CONSEIL D'ETAT
Statuant au Contentieux
N° 34731
Ministre délégué auprès du ministre de l'économie et des finances chargé du budget
Lecture du 19 Decembre 1984
REPUBLIQUE FRANCAISE
AU NOM DU PEUPLE FRANCAIS
Le Conseil d'Etat statuant au contentieux
(Section du contentieux)
Sur le rapport de la 7ème sous-section
Vu le recours du ministre délégué auprès du ministre de l'économie et des finances, chargé du budget, enregistré au secrétariat du Contentieux du Conseil d'Etat le 4 juin 1981, et tendant à ce que le Conseil d'Etat:
1°) annule le jugement du tribunal administratif de Bordeaux, en date du 5 février 1981, en tant que, par ce jugement, le tribunal a accordé à M. Vignals la réduction des impositions supplémentaires à l'impôt sur le revenu auxquelles celui-ci a été assujetti, dans les rôles de la commune de Pessac (Gironde), au titre des années 1975 et 1976;
2°) remette intégralement les impositions contestées à la charge de M. Vignals;
Vu le code général des impôts;
Vu l'ordonnance du 31 juillet 1945 et le décret du 30 septembre 1953;
Vu la loi du 30 décembre 1977;
Vu la loi du 29 décembre 1983, portant loi de finances pour 1984, notamment son article 93-II.

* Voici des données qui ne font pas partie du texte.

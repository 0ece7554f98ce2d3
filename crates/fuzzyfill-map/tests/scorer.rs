//! Property tests for the scorer registry.

use fuzzyfill_map::Scorer;
use proptest::prelude::*;

proptest! {
    #[test]
    fn identical_strings_score_100(s in "[a-z]{1,12}( [a-z]{1,8}){0,3}") {
        for scorer in Scorer::ALL {
            prop_assert_eq!(scorer.score(&s, &s), 100, "{}", scorer);
        }
    }

    #[test]
    fn disjoint_alphabets_score_0(a in "[a-m]{1,10}", b in "[n-z]{1,10}") {
        for scorer in Scorer::ALL {
            prop_assert_eq!(scorer.score(&a, &b), 0, "{}", scorer);
        }
    }

    #[test]
    fn scores_are_symmetric(a in "[a-d ]{0,12}", b in "[a-d ]{0,12}") {
        for scorer in Scorer::ALL {
            prop_assert_eq!(scorer.score(&a, &b), scorer.score(&b, &a), "{}", scorer);
        }
    }

    #[test]
    fn scores_stay_in_range(a in "\\PC{0,16}", b in "\\PC{0,16}") {
        for scorer in Scorer::ALL {
            prop_assert!(scorer.score(&a, &b) <= 100);
        }
    }
}

#[test]
fn known_scores() {
    let cases = [
        (Scorer::Ratio, "acme corp", "acme corporation", 72),
        (Scorer::PartialRatio, "acme corp", "acme corporation", 100),
        (Scorer::TokenSort, "smith john", "john smith", 100),
        (Scorer::TokenSet, "jon smith", "john smith", 95),
        (Scorer::WeightedRatio, "acme corp", "acme corporation", 90),
        (Scorer::WeightedRatio, "acme", "globex", 30),
    ];
    for (scorer, a, b, expected) in cases {
        assert_eq!(scorer.score(a, b), expected, "{scorer}: '{a}' vs '{b}'");
    }
}
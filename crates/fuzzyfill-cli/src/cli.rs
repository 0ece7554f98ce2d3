//! CLI argument definitions for fuzzyfill.

use std::path::PathBuf;

use clap::{Parser, Subcommand, ValueEnum};
use clap_verbosity_flag::{Verbosity, WarnLevel};
use colorchoice_clap::Color;
use fuzzyfill_map::{DEFAULT_THRESHOLD, Scorer};

#[derive(Parser)]
#[command(
    name = "fuzzyfill",
    version,
    about = "Fill missing values by fuzzy matching against a reference table",
    long_about = "Fill missing values in a target CSV by fuzzy matching a free-text key \
                  against a reference CSV.\n\n\
                  Also assigns hours to work-list rows from type and keyword rules."
)]
pub struct Cli {
    #[command(subcommand)]
    pub command: Command,

    /// Adjust log verbosity (-v for info, -vv for debug, -q for errors only).
    #[command(flatten)]
    pub verbosity: Verbosity<WarnLevel>,

    /// Control ANSI color output (auto, always, never).
    #[command(flatten)]
    pub color: Color,

    /// Explicit log level (overrides -v/-q flags).
    #[arg(long = "log-level", value_enum, global = true)]
    pub log_level: Option<LogLevelArg>,

    /// Log output format (pretty for human, json for machine parsing).
    #[arg(
        long = "log-format",
        value_enum,
        default_value = "pretty",
        global = true
    )]
    pub log_format: LogFormatArg,

    /// Write logs to a file instead of stderr.
    #[arg(long = "log-file", value_name = "PATH", global = true)]
    pub log_file: Option<PathBuf>,

    /// Allow match keys and row values in trace/debug logs.
    ///
    /// Keys are often personal or company names; without this flag they are
    /// redacted.
    #[arg(long = "log-data", global = true)]
    pub log_data: bool,
}

#[derive(Subcommand)]
pub enum Command {
    /// Fill a target column from the best fuzzy match in a reference table.
    Fill(FillArgs),

    /// Assign hours to rows from type and keyword rules.
    Hours(HoursArgs),

    /// List the distinct values of the type column with row counts.
    Types(TypesArgs),

    /// List the available similarity scorers.
    Scorers,
}

#[derive(Parser)]
pub struct FillArgs {
    /// Table whose missing values get filled.
    #[arg(long = "target", value_name = "CSV")]
    pub target: PathBuf,

    /// Table supplying keys and values.
    #[arg(long = "reference", value_name = "CSV")]
    pub reference: PathBuf,

    /// Match key column in the target table.
    #[arg(long = "target-key", value_name = "COLUMN")]
    pub target_key: String,

    /// Match key column in the reference table.
    #[arg(long = "reference-key", value_name = "COLUMN")]
    pub reference_key: String,

    /// Reference column copied into matched target rows.
    #[arg(long = "value", value_name = "COLUMN")]
    pub value: String,

    /// Target column to fill (default: same name as --value).
    #[arg(long = "fill-column", value_name = "COLUMN")]
    pub fill_column: Option<String>,

    /// Minimum score (0-100) a match needs to fill a row.
    #[arg(
        long = "threshold",
        default_value_t = DEFAULT_THRESHOLD,
        value_parser = clap::value_parser!(u8).range(0..=100)
    )]
    pub threshold: u8,

    /// Similarity scorer (see `fuzzyfill scorers`).
    #[arg(long = "scorer", default_value = "weighted-ratio")]
    pub scorer: Scorer,

    /// Let each reference key fill at most one row.
    #[arg(long = "prevent-duplicates")]
    pub prevent_duplicates: bool,

    /// Read every column as text instead of inferring numeric types.
    #[arg(long = "no-infer-types")]
    pub no_infer_types: bool,

    /// Output CSV (default: <TARGET>_filled.csv next to the target).
    #[arg(long = "output", short = 'o', value_name = "CSV")]
    pub output: Option<PathBuf>,

    /// Also write per-row results and the run summary as JSON.
    #[arg(long = "report", value_name = "JSON")]
    pub report: Option<PathBuf>,
}

#[derive(Parser)]
pub struct HoursArgs {
    /// Work list with type and name columns.
    #[arg(value_name = "CSV")]
    pub input: PathBuf,

    /// TOML file with `[types]` hours and `[[keywords]]` rules.
    #[arg(long = "rules", value_name = "TOML")]
    pub rules: Option<PathBuf>,

    /// Hours for one type value; repeatable, overrides the rules file.
    #[arg(long = "type-hours", value_name = "TYPE=HOURS", value_parser = parse_assignment)]
    pub type_hours: Vec<(String, f64)>,

    /// Keyword rule; repeatable, applied after the rules file keywords.
    #[arg(long = "keyword", value_name = "KEYWORD=HOURS", value_parser = parse_assignment)]
    pub keywords: Vec<(String, f64)>,

    #[arg(long = "type-column", value_name = "COLUMN", default_value = "Type")]
    pub type_column: String,

    #[arg(long = "name-column", value_name = "COLUMN", default_value = "Name")]
    pub name_column: String,

    #[arg(long = "hours-column", value_name = "COLUMN", default_value = "Hours")]
    pub hours_column: String,

    /// Output CSV (default: data_with_hours.csv next to the input).
    #[arg(long = "output", short = 'o', value_name = "CSV")]
    pub output: Option<PathBuf>,
}

#[derive(Parser)]
pub struct TypesArgs {
    /// Work list with type and name columns.
    #[arg(value_name = "CSV")]
    pub input: PathBuf,

    #[arg(long = "type-column", value_name = "COLUMN", default_value = "Type")]
    pub type_column: String,

    #[arg(long = "name-column", value_name = "COLUMN", default_value = "Name")]
    pub name_column: String,
}

/// CLI log level choices.
#[derive(Clone, Copy, ValueEnum)]
pub enum LogLevelArg {
    Error,
    Warn,
    Info,
    Debug,
    Trace,
}

/// CLI log format choices.
#[derive(Clone, Copy, ValueEnum)]
pub enum LogFormatArg {
    Pretty,
    Compact,
    Json,
}

/// Parses `LABEL=HOURS`, splitting on the last `=`.
pub fn parse_assignment(raw: &str) -> Result<(String, f64), String> {
    let (label, hours) = raw
        .rsplit_once('=')
        .ok_or_else(|| format!("expected LABEL=HOURS, got '{raw}'"))?;
    let label = label.trim();
    if label.is_empty() {
        return Err(format!("missing label in '{raw}'"));
    }
    let hours: f64 = hours
        .trim()
        .parse()
        .map_err(|_| format!("invalid hours '{}' in '{raw}'", hours.trim()))?;
    Ok((label.to_string(), hours))
}
use thiserror::Error;

#[derive(Debug, Clone, PartialEq, Eq, Error)]
pub enum ModelError {
    #[error("invalid column name: '{0}'")]
    InvalidColumnName(String),

    #[error("column '{column}' not found in {table} table")]
    MissingColumn { column: String, table: String },
}

pub type Result<T> = std::result::Result<T, ModelError>;
//! Subcommand implementations.

use std::fs;
use std::path::{Path, PathBuf};

use anyhow::{Context, Result};
use fuzzyfill_hours::{
    HoursColumns, HoursRules, assign_configured, load_rules, prepare, type_counts,
};
use fuzzyfill_ingest::{IngestOptions, read_csv_table, read_csv_table_with_options, write_csv_table};
use fuzzyfill_map::{FillColumns, FillEngine, FillSummary, MatchOptions, MatchResult};
use serde::Serialize;
use tracing::{info, trace};

use crate::cli::{FillArgs, HoursArgs, TypesArgs};
use crate::logging::redact_value;
use crate::types::{FillOutcome, HoursOutcome, TypesOutcome};

/// File name the hours command writes next to its input by default.
pub const HOURS_OUTPUT_NAME: &str = "data_with_hours.csv";

#[derive(Serialize)]
struct FillReportFile<'a> {
    summary: &'a FillSummary,
    rows: &'a [MatchResult],
}

pub fn run_fill(args: &FillArgs) -> Result<FillOutcome> {
    let mut columns = FillColumns::new(&args.target_key, &args.reference_key, &args.value);
    if let Some(fill_column) = &args.fill_column {
        columns = columns.with_target_fill(fill_column);
    }
    let options = MatchOptions::new(args.threshold, args.scorer, args.prevent_duplicates);
    let engine = FillEngine::new(columns, options).context("invalid fill configuration")?;

    let ingest = IngestOptions::default().with_infer_types(!args.no_infer_types);
    let targets = read_csv_table_with_options(&args.target, ingest)
        .with_context(|| format!("read target table {}", args.target.display()))?;
    let reference = read_csv_table_with_options(&args.reference, ingest)
        .with_context(|| format!("read reference table {}", args.reference.display()))?;

    let report = engine.run(&targets, &reference).context("fill run failed")?;
    for result in report.results.iter().filter(|result| result.is_filled()) {
        trace!(
            row = result.index,
            matched_key = redact_value(&result.matched_key),
            score = result.score,
            "row filled"
        );
    }

    let output = args
        .output
        .clone()
        .unwrap_or_else(|| default_fill_output(&args.target));
    write_csv_table(&output, &report.table)
        .with_context(|| format!("write {}", output.display()))?;

    if let Some(path) = &args.report {
        let file = FillReportFile {
            summary: &report.summary,
            rows: &report.results,
        };
        let json = serde_json::to_string_pretty(&file).context("serialize fill report")?;
        fs::write(path, json).with_context(|| format!("write {}", path.display()))?;
    }
    info!(output = %output.display(), "filled table written");

    Ok(FillOutcome {
        output,
        report: args.report.clone(),
        summary: report.summary,
        results: report.results,
    })
}

pub fn run_hours(args: &HoursArgs) -> Result<HoursOutcome> {
    let mut rules = match &args.rules {
        Some(path) => load_rules(path)?,
        None => HoursRules::default(),
    };
    rules.extend(command_line_rules(args));
    rules.validate().context("invalid hours rules")?;

    let columns = hours_columns(&args.type_column, &args.name_column)
        .with_hours_column(args.hours_column.as_str());
    let table = read_csv_table(&args.input)
        .with_context(|| format!("read work list {}", args.input.display()))?;

    let report = assign_configured(&table, &columns, &rules)?;

    let output = args
        .output
        .clone()
        .unwrap_or_else(|| default_hours_output(&args.input));
    write_csv_table(&output, &report.table)
        .with_context(|| format!("write {}", output.display()))?;
    info!(output = %output.display(), "hours table written");

    Ok(HoursOutcome {
        output,
        summary: report.summary,
        keyword_rules: report.keyword_rules.len(),
        type_rules: report.type_rules,
    })
}

pub fn run_types(args: &TypesArgs) -> Result<TypesOutcome> {
    let columns = hours_columns(&args.type_column, &args.name_column);
    let table = read_csv_table(&args.input)
        .with_context(|| format!("read work list {}", args.input.display()))?;
    let prepared = prepare(&table, &columns)?;
    Ok(TypesOutcome {
        input: args.input.clone(),
        type_column: args.type_column.clone(),
        counts: type_counts(&prepared, &columns),
    })
}

/// Rules given as `--type-hours` and `--keyword` flags, in flag order.
fn command_line_rules(args: &HoursArgs) -> HoursRules {
    let mut rules = HoursRules::default();
    for (type_value, hours) in &args.type_hours {
        rules = rules.with_type(type_value.as_str(), *hours);
    }
    for (keyword, hours) in &args.keywords {
        rules = rules.with_keyword(keyword.as_str(), *hours);
    }
    rules
}

fn hours_columns(type_column: &str, name_column: &str) -> HoursColumns {
    HoursColumns::default()
        .with_type_column(type_column)
        .with_name_column(name_column)
}

/// `<stem>_filled.csv` in the target's directory.
pub fn default_fill_output(target: &Path) -> PathBuf {
    let stem = target
        .file_stem()
        .map(|stem| stem.to_string_lossy().into_owned())
        .unwrap_or_else(|| "target".to_string());
    target.with_file_name(format!("{stem}_filled.csv"))
}

pub fn default_hours_output(input: &Path) -> PathBuf {
    input.with_file_name(HOURS_OUTPUT_NAME)
}
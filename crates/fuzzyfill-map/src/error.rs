//! Error types for fill runs.

use fuzzyfill_model::ModelError;
use thiserror::Error;

/// Configuration errors. All of them are raised before the first row is
/// processed; a run that starts always completes.
#[derive(Debug, Clone, PartialEq, Eq, Error)]
pub enum MatchError {
    /// Scorer name outside the fixed set.
    #[error("unknown scorer '{name}' (expected one of: {expected})")]
    UnknownScorer { name: String, expected: String },

    /// Threshold outside 0..=100.
    #[error("threshold must be between 0 and 100, got {0}")]
    InvalidThreshold(u8),

    /// Required column missing from the target or reference table.
    #[error(transparent)]
    Model(#[from] ModelError),
}

pub type Result<T> = std::result::Result<T, MatchError>;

Considérant que le ministre délégué auprès du ministre de l'économie et des finances, chargé du budget, demande l'annuiation du jugement, en date du 5 février 1981, par lequel le tribunal administratif de Bordeaux a accordé à M. Vignals, expert foncier auprès de compagnies d'assurances, la réduction des cotisations supplémentaires à l'impôt sur le revenu et à la majoration exceptionnelle auxquelles celui-ci a été assujetti au titre, respectivement, des années 1975 et 1976, et de l'année 1975; que, par la voie du recours incident, M. Vignals demande la décharge de la cotisation supplémentaire au même impôt qui lui a été assignée au titre de l'année 1974.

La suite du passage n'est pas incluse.